(Saved entries)
________________________________________
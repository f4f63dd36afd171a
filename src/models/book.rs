use chrono::NaiveDateTime;
use serde::{Deserialize, Serialize};
use uuid::Uuid;

use super::enums::{BookStatus, Course};

/// A patient's recipe book.
#[derive(Debug, Clone, PartialEq, Serialize, Deserialize)]
pub struct Book {
    pub id: Uuid,
    pub patient_id: Uuid,
    pub status: BookStatus,
    pub created_at: NaiveDateTime,
}

/// Membership row: one recipe in one book, bucketed by course.
#[derive(Debug, Clone, PartialEq, Serialize, Deserialize)]
pub struct BookEntry {
    pub recipe_id: Uuid,
    pub external_id: String,
    pub course: Course,
    pub added_at: NaiveDateTime,
}
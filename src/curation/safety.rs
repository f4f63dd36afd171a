//! Removal of book recipes that conflict with the patient's current allergens.

use std::collections::HashSet;

use rusqlite::Connection;
use uuid::Uuid;

use crate::catalog::tag_slug;
use crate::db::repository::{get_active_allergens, get_book_recipes, remove_book_recipe};
use crate::db::DatabaseError;
use crate::models::{Allergen, Recipe};

/// Slugs an allergen can appear under in recipe tags.
pub fn allergen_slugs(allergens: &[Allergen]) -> HashSet<String> {
    allergens
        .iter()
        .flat_map(|a| [tag_slug(&a.name), tag_slug(&a.code)])
        .filter(|s| !s.is_empty())
        .collect()
}

pub fn is_unsafe(recipe: &Recipe, slugs: &HashSet<String>) -> bool {
    recipe
        .allergen_tags
        .iter()
        .any(|tag| slugs.contains(&tag_slug(tag)))
}

/// Drop recipes that became unsafe since they were admitted. Returns the
/// removed recipes.
pub fn purge_unsafe_recipes(
    conn: &Connection,
    book_id: &Uuid,
    patient_id: &Uuid,
) -> Result<Vec<Recipe>, DatabaseError> {
    let slugs = allergen_slugs(&get_active_allergens(conn, patient_id)?);
    if slugs.is_empty() {
        return Ok(Vec::new());
    }

    let mut removed = Vec::new();
    for recipe in get_book_recipes(conn, book_id)? {
        if is_unsafe(&recipe, &slugs) && remove_book_recipe(conn, book_id, &recipe.id)? {
            tracing::info!(
                book_id = %book_id,
                recipe = %recipe.external_id,
                "Removed recipe conflicting with active allergens"
            );
            removed.push(recipe);
        }
    }
    Ok(removed)
}
//! Curation engine: allergen ledger, query building, sampling, quota
//! allocation, assignment runs and available-recipe browsing.

pub mod error;
pub mod import;
pub mod ledger;
pub mod orchestrator;
pub mod paginator;
pub mod query;
pub mod quota;
pub mod safety;
pub mod sampler;
pub mod store;

pub use error::CurationError;
pub use import::{import_measurements, ImportReport, SkippedRow};
pub use ledger::{AllergenLedger, Decision};
pub use orchestrator::{
    AssignmentReport, AssignmentStatus, BookFinalizer, LoggingFinalizer, PatientAssignment,
    RecipeAssignmentOrchestrator,
};
pub use paginator::{AvailabilityPaginator, AvailablePage, BrowseFilters, BrowseSession};
pub use query::{translate_terms, SearchQueryBuilder};
pub use quota::{Admission, BookLocks, QuotaAllocator};
pub use safety::purge_unsafe_recipes;
pub use sampler::{CourseSampler, SampleOutcome};
pub use store::store_catalog_recipe;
________________________________________
* **Required work**
Where a line above includes "ledger", copy that line.

* **Response below**
//! Curation engine: allergen ledger, query building, sampling, quota
pub mod ledger;
pub use ledger::{AllergenLedger, Decision};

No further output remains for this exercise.